Bugün memleketimden insan manzaraları günü:
Başımdaki ağrıyla birlikte metrobüse binmeye çalışırken insanların nasıl insafsızlaşabildiğine tanık oldum. Tekrar ve tekrar tabii ki. Aslında sorun yalnızca insaf değil. Bir de o tuhaf şapkalı hanımefendilerin, takım elbiseli beyfendilerin, iş kadınlarının, elinde bilgisayar çantası, üstünde hoş atkıları olan erkeklerin ve işte böyle başka bir yerde yeri olanlar belli, hafif burun yukarı bakan tüm o tiplerin, asaletini bir de metrobüse binerken görmeniz lazım. Hönkk diye içlerinden çıkan canavarlar birbirleriyle yarışıyor vallahi. Görülmeye değer. İte kaka böyle metrobüste yer kapma yarışması, böyle gözleri fıldır fıldır, üç adım bacak açmalar falan derken, böyle bir galeyan ortamı. Ama hop o popo kondumu koltuğa geri alınan asalet. Sanki iki dakikalığına ödünç vermişti. O, oturmak için önüne babası gelse kakacak tipler, böyle biraz önce o hınca hınç mücadeleyi kendileri vermemiş, üç kadın- iki erkeği sırf oturabilmek için az önce ezmemiş, dirsek atmamış gibi burun yine hafif yukarı, aslında ben metrobüse asla binmem havaları, etrafı küçük bakışlarla süzme, süzülme falan derken, camdan dışıra izlemeler...

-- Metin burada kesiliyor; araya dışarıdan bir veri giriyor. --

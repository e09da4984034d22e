use std::fs::File;
use std::os::unix::fs::FileExt;
use std::path::Path;

use log::debug;
use parking_lot::Mutex;

use crate::{Error, Store};

/// The spill tier: a bounded scratch file for bytes that no longer fit in
/// memory.
///
/// The file is an unlinked temporary in the configured spill directory, so
/// an aborted client leaves nothing behind. Reads use positional I/O and
/// never touch the write head.
#[derive(Debug)]
pub struct SpillFile {
    file: File,
    head: Mutex<u64>,
    capacity: u64,
}

impl SpillFile {
    pub fn create(dir: &Path, capacity: u64) -> Result<Self, Error> {
        let file = tempfile::tempfile_in(dir)?;
        debug!("created spill file in {} ({capacity} bytes)", dir.display());
        Ok(Self {
            file,
            head: Mutex::new(0),
            capacity,
        })
    }
}

impl Store for SpillFile {
    fn append(&self, buf: &[u8]) -> Result<u64, Error> {
        let mut head = self.head.lock();
        if *head + buf.len() as u64 > self.capacity {
            return Err(Error::Full {
                needed: buf.len() as u64,
                available: self.capacity - *head,
            });
        }
        self.file.write_all_at(buf, *head)?;
        let offset = *head;
        *head += buf.len() as u64;
        Ok(offset)
    }

    fn read_at(&self, offset: u64, buf: &mut [u8]) -> Result<(), Error> {
        let written = *self.head.lock();
        if offset + buf.len() as u64 > written {
            return Err(Error::OutOfBounds {
                offset,
                len: buf.len() as u64,
                end: written,
            });
        }
        self.file.read_exact_at(buf, offset)?;
        Ok(())
    }

    fn sync(&self) -> Result<(), Error> {
        self.file.sync_all()?;
        Ok(())
    }

    fn len(&self) -> u64 {
        *self.head.lock()
    }
}

#[cfg(test)]
mod tests {
    use pretty_assertions::assert_eq;

    use super::*;

    #[test]
    fn write_read_sync() {
        let dir = tempfile::tempdir().unwrap();
        let spill = SpillFile::create(dir.path(), 64).unwrap();

        assert_eq!(spill.append(b"hello ").unwrap(), 0);
        assert_eq!(spill.append(b"spill").unwrap(), 6);

        let mut buf = [0; 11];
        spill.read_at(0, &mut buf).unwrap();
        assert_eq!(&buf, b"hello spill");

        spill.sync().unwrap();
    }

    #[test]
    fn capacity_is_enforced() {
        let dir = tempfile::tempdir().unwrap();
        let spill = SpillFile::create(dir.path(), 4).unwrap();
        assert!(matches!(spill.append(b"12345"), Err(Error::Full { .. })));
    }
}
//! Sync and lamination: publishing written extents to the delegator, and
//! the one-way transition that freezes a file.

use std::sync::Arc;

use gustfs_logstore::Store as _;
use gustfs_proto::MODE_WRITE_BITS;
use log::{debug, info};

use super::Client;
use crate::error::{Error, Result};
use crate::fd::Fd;
use crate::file::Fid;
use crate::index;

impl Client {
    /// Register this descriptor's file, and whatever else the index buffer
    /// holds, with the delegator's global index.
    pub fn fsync(&self, fd: Fd) -> Result<()> {
        let desc = self.fds.get(fd)?;
        if self.index.is_empty() {
            // Nothing to sync.
            return Ok(());
        }
        let needs_sync = self
            .files
            .get(desc.fid, |m| m.needs_sync)
            .ok_or(Error::BadFd)?;
        if !needs_sync {
            return Ok(());
        }
        self.sync_file(desc.fid)
    }

    /// The sync sequence proper: spill fsync, optional flatten, sync RPC,
    /// buffer reset. On RPC failure the buffer is preserved so the
    /// application can retry.
    pub(crate) fn sync_file(&self, fid: Fid) -> Result<()> {
        let (gfid, tree) = self
            .files
            .get(fid, |m| (m.gfid, Arc::clone(&m.tree)))
            .ok_or(Error::BadFd)?;

        // Spill bytes must be durable before the delegator learns of them.
        self.log.sync()?;

        let mut entries = self.index.lock();
        if self.opts.flatten_writes {
            entries.retain(|e| e.gfid != gfid);
            entries.extend(index::flatten(gfid, &tree));
        }
        entries.sort_unstable_by_key(|e| (e.gfid, e.file_offset));
        debug!("sync {fid} ({gfid}): {} entries", entries.len());
        self.delegator.sync(gfid, &entries)?;

        // The delegator has consumed the batch.
        entries.clear();
        drop(entries);
        if self.opts.flatten_writes {
            tree.clear();
        }
        self.files.update(fid, |m| m.needs_sync = false);
        Ok(())
    }

    /// The shared tail of `chmod`/`fchmod`.
    ///
    /// A mode change that clears every write bit on a writable file is the
    /// lamination trigger: fetch the authoritative global size, freeze the
    /// file, then push the new metadata.
    pub(crate) fn chmod_fid(&self, fid: Fid, mode: u32) -> Result<()> {
        let (gfid, is_laminated, old_mode) = self
            .files
            .get(fid, |m| (m.gfid, m.is_laminated, m.mode))
            .ok_or(Error::NotFound)?;
        if is_laminated {
            return Err(Error::ReadOnly);
        }

        let laminating =
            (old_mode & MODE_WRITE_BITS) != 0 && (old_mode & MODE_WRITE_BITS & mode) == 0;
        if laminating {
            let size = self.delegator.filesize(gfid)?;
            self.files.update(fid, |m| {
                m.global_size = size;
                m.is_laminated = true;
            });
            info!("laminated {fid} ({gfid}) at size {size}");
        }

        let attr = self
            .files
            .update(fid, |m| {
                m.mode = (m.mode & !gustfs_proto::MODE_PERM_MASK)
                    | (mode & gustfs_proto::MODE_PERM_MASK);
                m.attr()
            })
            .ok_or(Error::NotFound)?;
        self.delegator.set_meta(gfid, &attr)?;
        Ok(())
    }
}
//! Contracts shared between a GustFS client and its co-located delegator.
//!
//! The delegator is an external process: it maintains the global extent index
//! and serves cross-node reads. Everything the two sides agree on lives here,
//! so that neither links against the other's internals: global file ids and
//! attributes, the extent-vector serialization used by multi-extent read
//! requests, and the shared-memory region through which read replies flow
//! back to the client.

use std::fmt;

mod delegator;
pub mod extent;
pub mod shm;

pub use delegator::Delegator;
pub use extent::Extent;

/// Global file id: a deterministic hash of the normalized absolute path.
///
/// Stable across processes and nodes, which is what allows the delegator to
/// key its index without ever seeing the client's local file table. The
/// wire representation is a non-negative `i32`.
#[derive(Clone, Copy, Debug, Default, PartialEq, Eq, PartialOrd, Ord, Hash)]
pub struct Gfid(i32);

impl Gfid {
    /// Derive the gfid for `path`.
    ///
    /// The caller is responsible for normalizing the path first; two spellings
    /// of the same file must hash identically.
    pub fn from_path(path: &str) -> Self {
        let digest = blake3::hash(path.as_bytes());
        let b = digest.as_bytes();
        let raw = i32::from_le_bytes([b[0], b[1], b[2], b[3]]);
        // Mask the sign bit so the id survives languages that treat it as signed.
        Self(raw & i32::MAX)
    }

    pub fn from_raw(raw: i32) -> Self {
        Self(raw)
    }

    pub fn as_i32(self) -> i32 {
        self.0
    }
}

impl fmt::Display for Gfid {
    fn fmt(&self, f: &mut fmt::Formatter<'_>) -> fmt::Result {
        write!(f, "gfid:{}", self.0)
    }
}

/// Directory bit within [`FileAttr::mode`], matching `S_IFDIR`.
pub const MODE_DIR: u32 = 0o040000;
/// The three write permission bits. Clearing all of them on a writable file
/// is the lamination trigger.
pub const MODE_WRITE_BITS: u32 = 0o222;
/// Mask of the permission bits proper.
pub const MODE_PERM_MASK: u32 = 0o777;

/// Global metadata record for one file, as stored by the delegator.
#[derive(Clone, Copy, Debug, Default, PartialEq, Eq)]
pub struct FileAttr {
    pub gfid: Gfid,
    /// Type and permission bits (`MODE_DIR` | rwx).
    pub mode: u32,
    /// Authoritative size. Only meaningful once `is_laminated` is set;
    /// non-laminated files have no trustworthy global size.
    pub size: u64,
    pub is_laminated: bool,
}

impl FileAttr {
    pub fn is_dir(&self) -> bool {
        self.mode & MODE_DIR != 0
    }
}

/// One written extent, as shipped to the delegator on sync.
///
/// `log_offset` points into the client's log store; the delegator reads the
/// payload bytes from there when serving the extent to another node.
#[derive(Clone, Copy, Debug, PartialEq, Eq)]
pub struct IndexEntry {
    pub gfid: Gfid,
    /// Logical offset within the file.
    pub file_offset: u64,
    /// Offset of the payload within the client's log store.
    pub log_offset: u64,
    pub length: u64,
}

#[cfg(test)]
mod tests {
    use super::*;

    #[test]
    fn gfid_is_deterministic_and_non_negative() {
        let a = Gfid::from_path("/gust/data/checkpoint.0");
        let b = Gfid::from_path("/gust/data/checkpoint.0");
        assert_eq!(a, b);
        assert!(a.as_i32() >= 0);
        assert_ne!(a, Gfid::from_path("/gust/data/checkpoint.1"));
    }
}
use std::io;

use nix::errno::Errno;
use thiserror::Error;

pub type Result<T> = std::result::Result<T, Error>;

/// Error kinds surfaced by client operations.
///
/// The interception shim translates these to POSIX `errno` values via
/// [`Error::errno`]; inside the crate they stay structured so that the read
/// engine can distinguish, say, a reply that matched no request from a
/// delegator that never produced one.
#[derive(Debug, Error)]
pub enum Error {
    #[error("no such file or directory")]
    NotFound,
    #[error("file exists")]
    Exists,
    #[error("is a directory")]
    IsDir,
    #[error("not a directory")]
    NotDir,
    #[error("directory not empty")]
    NotEmpty,
    /// The file is laminated; no mutation is possible.
    #[error("file is read-only")]
    ReadOnly,
    #[error("bad file descriptor")]
    BadFd,
    #[error("invalid argument")]
    InvalidArg,
    #[error("offset arithmetic overflows the file offset domain")]
    Overflow,
    #[error("out of storage")]
    OutOfMemory,
    #[error("path name too long")]
    NameTooLong,
    #[error("rename crosses the mount boundary")]
    CrossDevice,
    #[error("file descriptor table exhausted")]
    FdExhausted,
    #[error("resource busy")]
    Busy,
    #[error(transparent)]
    Io(#[from] io::Error),
    #[error("timed out waiting for the delegator to fill the reply region")]
    ShmemTimeout,
    #[error("read reply spans non-contiguous requests")]
    MatchGap,
    #[error("read reply matches no outstanding request")]
    MatchMiss,
    #[error("operation not supported")]
    Unsupported,
}

impl Error {
    /// The `errno` value the shim reports for this error.
    pub fn errno(&self) -> Errno {
        match self {
            Self::NotFound => Errno::ENOENT,
            Self::Exists => Errno::EEXIST,
            Self::IsDir => Errno::EISDIR,
            Self::NotDir => Errno::ENOTDIR,
            Self::NotEmpty => Errno::ENOTEMPTY,
            Self::ReadOnly => Errno::EROFS,
            Self::BadFd => Errno::EBADF,
            Self::InvalidArg => Errno::EINVAL,
            Self::Overflow => Errno::EOVERFLOW,
            Self::OutOfMemory => Errno::ENOMEM,
            Self::NameTooLong => Errno::ENAMETOOLONG,
            Self::CrossDevice => Errno::EXDEV,
            Self::FdExhausted => Errno::EMFILE,
            Self::Busy => Errno::EBUSY,
            Self::Io(_) | Self::ShmemTimeout | Self::MatchGap | Self::MatchMiss => Errno::EIO,
            Self::Unsupported => Errno::ENOTSUP,
        }
    }
}

impl From<gustfs_logstore::Error> for Error {
    fn from(e: gustfs_logstore::Error) -> Self {
        use gustfs_logstore::Error as LogError;
        match e {
            LogError::Full { .. } => Self::OutOfMemory,
            LogError::OutOfBounds { .. } => Self::Io(io::Error::other(e.to_string())),
            LogError::Io(io) => Self::Io(io),
        }
    }
}

impl From<gustfs_proto::shm::ShmError> for Error {
    fn from(e: gustfs_proto::shm::ShmError) -> Self {
        use gustfs_proto::shm::ShmError;
        match e {
            ShmError::Timeout => Self::ShmemTimeout,
            other => Self::Io(io::Error::other(other.to_string())),
        }
    }
}

#[cfg(test)]
mod tests {
    use super::*;

    #[test]
    fn errno_mapping() {
        assert_eq!(Error::NotFound.errno(), Errno::ENOENT);
        assert_eq!(Error::ReadOnly.errno(), Errno::EROFS);
        assert_eq!(Error::ShmemTimeout.errno(), Errno::EIO);
        assert_eq!(Error::MatchGap.errno(), Errno::EIO);
        assert_eq!(Error::Unsupported.errno(), Errno::ENOTSUP);
    }
}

Neyse bir de yolda yürüme davası var. Bunlar yani hiç acelesi yokmuş gibi ağır ağır yürüyen insanlara da bayılıyorum. Hem de iş yolunda. Aslında her yolda da, özellikle sabahları iş yolunda bir tempo tutturup, kendimi kaybetmişcesine yürüyen, mesela ben, önüme geçip, düşünerek adım atan, ve durmadan tereddüt eden tipleri.... Bir de bunları her an biri gelip yoldan alacak sanarsınız. Böyle yola bakar, bir anda iyice -neredeyse durmaya yakın- yavaşlarlar, veya siz sağa hamle yaptığınızda sağa, sola yaptığınızda sola kayarak, sizin öne geçmenize engel olurlar. Ve o teyzeler, kurban olduklarım, hep bir sohbet ortamındalar. Saat kaç olursa olsun, orada uzakta bekleyen işte pozisyonu ne olursa olsun, adım ahenkini kaybetmemek için uzay boşluğunda hareket ediyormuşcasına yürür ve ters yönde çalışan çeneleri, taramalı tüfek gibidir. Allah muhafaza biraz ivmeyle hızlansa ya incileri dökülecektir ya da.... Önemli değil ama onları bir de deneme kabinlerinin orada görün. Hareketsiz teyzeler, havayla besleniyorlar ya. Yakıt sıfır. Neyse üstüne denenen pantalon ve ı ıh, bu bana yakışmadı.
Ne diyorsun ya teyze, sen pantalona yakışmadın" demek istiyorum.
Bir de arabaların tüm kaldırımları işgal ettiği bir şehrin insanı olarak, nereden yürüyeceğim? Bir fikri olan var mı? Zincirlikuyu-Mecidiyeköy arası olan sabah yürüyüşümde hep bir kavgaya ramak kala kalıyorum. Şaka gibi. Yeşilde geçen arabalardan nefret ettiğim kadar, kaldırımsız şehirden ve işgal edenlerden ve buna izin verenlerden.... falan derken
Bir de kadınlar var. Benim kadınlarım.. diye devam etmeyenler ama:)
Kadınlar, ince topuklu ayakkabı giyen kadınlar. İstanbullu olanlardan. Onlara artı bir yıldız daha vermek lazım.
Onlar yalnızca biraz daha seksi olmuyorlar, ayrıca zoru başarıyorlar.
Memleketimin kırık dökük ve sökük kaldırımları-yolları üzerinde ceylan gibi sekiyorlar maşallah.
Helal olsun. Küçük topuk kaslarınıza ve denge becerinize.
Sizi ayakta alkışlıyorum...
*Ayrıca dünkü iddia kuponum yattı, galiba ben bu işten anlamıyorum.
*Ayrıca Bora benim cingöz olduğumu düşünüyor, babam mülayim:)
Neyse arkadaşlar herkese iyi haftalar..
*Ve resme bak çay demle diyebilirsiniz, haklısınız ama valla başka bir resim bulamadım. Yazı biraz ondan bundan olunca. İdare edin.